Exercise aim:
Your answer must consist of every line from the data below that includes the word "Check".

Records drawn from a dataset:
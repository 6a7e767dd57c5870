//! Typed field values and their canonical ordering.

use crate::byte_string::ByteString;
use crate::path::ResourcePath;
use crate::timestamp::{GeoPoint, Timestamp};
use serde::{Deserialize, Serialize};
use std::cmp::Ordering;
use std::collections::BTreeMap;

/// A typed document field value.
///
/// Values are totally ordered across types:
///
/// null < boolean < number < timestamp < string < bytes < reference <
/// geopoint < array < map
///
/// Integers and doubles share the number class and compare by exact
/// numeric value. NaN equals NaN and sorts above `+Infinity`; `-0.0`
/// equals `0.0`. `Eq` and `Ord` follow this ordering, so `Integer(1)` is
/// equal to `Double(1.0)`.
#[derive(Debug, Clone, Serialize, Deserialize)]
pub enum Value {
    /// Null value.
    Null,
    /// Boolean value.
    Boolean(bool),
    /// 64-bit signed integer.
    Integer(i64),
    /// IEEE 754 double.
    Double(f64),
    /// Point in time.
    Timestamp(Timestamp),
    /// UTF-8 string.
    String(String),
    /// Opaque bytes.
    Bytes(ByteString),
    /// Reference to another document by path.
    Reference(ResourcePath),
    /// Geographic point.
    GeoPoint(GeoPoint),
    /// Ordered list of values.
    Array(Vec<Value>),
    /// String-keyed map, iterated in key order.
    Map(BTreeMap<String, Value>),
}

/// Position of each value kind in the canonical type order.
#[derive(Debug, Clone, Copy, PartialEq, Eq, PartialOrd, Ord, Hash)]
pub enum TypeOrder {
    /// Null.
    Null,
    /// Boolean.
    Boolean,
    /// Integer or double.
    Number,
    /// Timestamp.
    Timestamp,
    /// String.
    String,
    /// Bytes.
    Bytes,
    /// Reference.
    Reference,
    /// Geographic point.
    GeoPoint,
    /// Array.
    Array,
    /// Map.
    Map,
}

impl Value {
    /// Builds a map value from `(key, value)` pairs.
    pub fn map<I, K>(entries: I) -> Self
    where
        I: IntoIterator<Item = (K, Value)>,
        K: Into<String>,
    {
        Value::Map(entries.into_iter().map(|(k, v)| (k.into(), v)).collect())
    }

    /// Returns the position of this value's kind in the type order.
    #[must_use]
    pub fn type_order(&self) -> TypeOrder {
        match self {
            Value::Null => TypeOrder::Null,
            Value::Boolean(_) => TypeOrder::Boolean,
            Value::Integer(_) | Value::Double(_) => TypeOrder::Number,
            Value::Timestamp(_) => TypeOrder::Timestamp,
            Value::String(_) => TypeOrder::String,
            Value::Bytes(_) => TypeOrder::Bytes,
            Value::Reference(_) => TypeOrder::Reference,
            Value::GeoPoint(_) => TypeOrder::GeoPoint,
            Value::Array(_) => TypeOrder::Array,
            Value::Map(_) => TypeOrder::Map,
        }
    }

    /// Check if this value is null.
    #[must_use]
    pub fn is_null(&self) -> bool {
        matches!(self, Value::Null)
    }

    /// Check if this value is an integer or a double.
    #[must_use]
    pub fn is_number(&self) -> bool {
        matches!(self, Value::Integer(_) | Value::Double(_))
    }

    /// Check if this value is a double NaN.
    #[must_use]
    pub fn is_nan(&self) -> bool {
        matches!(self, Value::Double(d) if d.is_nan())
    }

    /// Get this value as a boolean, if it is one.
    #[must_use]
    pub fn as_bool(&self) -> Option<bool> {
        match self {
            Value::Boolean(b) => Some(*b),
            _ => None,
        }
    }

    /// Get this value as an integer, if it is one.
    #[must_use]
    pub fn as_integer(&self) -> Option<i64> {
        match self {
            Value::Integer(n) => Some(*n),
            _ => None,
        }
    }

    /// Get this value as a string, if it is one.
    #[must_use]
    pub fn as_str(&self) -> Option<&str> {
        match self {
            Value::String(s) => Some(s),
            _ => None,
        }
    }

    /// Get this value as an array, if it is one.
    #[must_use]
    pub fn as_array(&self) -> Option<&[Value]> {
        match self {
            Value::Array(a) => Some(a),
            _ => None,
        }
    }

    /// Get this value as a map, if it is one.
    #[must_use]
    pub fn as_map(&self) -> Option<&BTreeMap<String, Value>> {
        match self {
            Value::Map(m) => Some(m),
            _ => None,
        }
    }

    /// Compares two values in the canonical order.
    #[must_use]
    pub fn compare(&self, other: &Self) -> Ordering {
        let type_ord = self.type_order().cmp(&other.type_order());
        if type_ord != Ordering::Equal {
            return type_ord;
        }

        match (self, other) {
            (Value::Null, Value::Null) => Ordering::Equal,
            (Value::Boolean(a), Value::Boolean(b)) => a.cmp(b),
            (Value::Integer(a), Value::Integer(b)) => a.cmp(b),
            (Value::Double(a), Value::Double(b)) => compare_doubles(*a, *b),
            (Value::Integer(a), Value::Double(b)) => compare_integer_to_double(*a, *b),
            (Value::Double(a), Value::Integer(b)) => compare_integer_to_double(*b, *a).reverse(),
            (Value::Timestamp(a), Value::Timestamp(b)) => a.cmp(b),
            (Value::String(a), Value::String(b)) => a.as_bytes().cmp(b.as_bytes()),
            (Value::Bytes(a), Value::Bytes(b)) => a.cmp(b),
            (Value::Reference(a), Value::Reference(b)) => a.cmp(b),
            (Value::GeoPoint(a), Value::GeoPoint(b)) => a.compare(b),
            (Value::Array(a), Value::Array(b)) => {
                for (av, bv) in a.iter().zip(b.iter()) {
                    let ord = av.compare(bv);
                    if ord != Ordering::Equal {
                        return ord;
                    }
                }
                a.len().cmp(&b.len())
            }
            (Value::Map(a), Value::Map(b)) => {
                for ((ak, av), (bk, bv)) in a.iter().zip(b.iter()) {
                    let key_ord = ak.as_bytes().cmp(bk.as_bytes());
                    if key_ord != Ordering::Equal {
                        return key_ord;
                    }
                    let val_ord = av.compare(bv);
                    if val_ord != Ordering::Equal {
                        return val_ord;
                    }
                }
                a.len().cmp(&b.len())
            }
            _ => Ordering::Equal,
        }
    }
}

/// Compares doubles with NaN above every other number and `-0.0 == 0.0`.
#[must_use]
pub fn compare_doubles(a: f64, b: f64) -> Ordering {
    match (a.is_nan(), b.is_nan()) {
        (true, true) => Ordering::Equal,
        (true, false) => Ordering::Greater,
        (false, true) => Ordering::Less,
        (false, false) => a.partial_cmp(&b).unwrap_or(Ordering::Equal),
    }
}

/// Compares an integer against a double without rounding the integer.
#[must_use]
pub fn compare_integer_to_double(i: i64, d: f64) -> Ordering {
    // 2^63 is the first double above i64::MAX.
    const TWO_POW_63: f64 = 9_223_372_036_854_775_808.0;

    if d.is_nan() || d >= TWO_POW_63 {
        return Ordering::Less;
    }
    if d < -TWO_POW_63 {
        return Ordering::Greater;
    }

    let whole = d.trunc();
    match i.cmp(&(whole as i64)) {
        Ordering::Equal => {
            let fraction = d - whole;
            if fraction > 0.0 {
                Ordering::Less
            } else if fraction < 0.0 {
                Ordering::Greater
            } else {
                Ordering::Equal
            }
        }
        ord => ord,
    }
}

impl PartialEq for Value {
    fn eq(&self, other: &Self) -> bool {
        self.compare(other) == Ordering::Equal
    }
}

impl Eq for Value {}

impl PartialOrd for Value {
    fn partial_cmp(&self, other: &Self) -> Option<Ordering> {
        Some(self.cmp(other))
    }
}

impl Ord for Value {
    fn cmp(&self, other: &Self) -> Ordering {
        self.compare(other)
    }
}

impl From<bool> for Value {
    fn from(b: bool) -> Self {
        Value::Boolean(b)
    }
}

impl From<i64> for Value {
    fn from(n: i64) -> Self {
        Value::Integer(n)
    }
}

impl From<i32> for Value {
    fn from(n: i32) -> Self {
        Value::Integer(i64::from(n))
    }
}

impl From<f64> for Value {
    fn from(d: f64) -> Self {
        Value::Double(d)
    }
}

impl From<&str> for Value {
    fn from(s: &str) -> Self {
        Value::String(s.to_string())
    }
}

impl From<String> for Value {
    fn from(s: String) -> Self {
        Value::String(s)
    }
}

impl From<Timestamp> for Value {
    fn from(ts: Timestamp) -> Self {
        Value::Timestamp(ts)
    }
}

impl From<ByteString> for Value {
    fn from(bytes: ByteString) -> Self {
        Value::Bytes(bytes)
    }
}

Result:
    /// Check if this value is null.
    /// Check if this value is an integer or a double.
    /// Check if this value is a double NaN.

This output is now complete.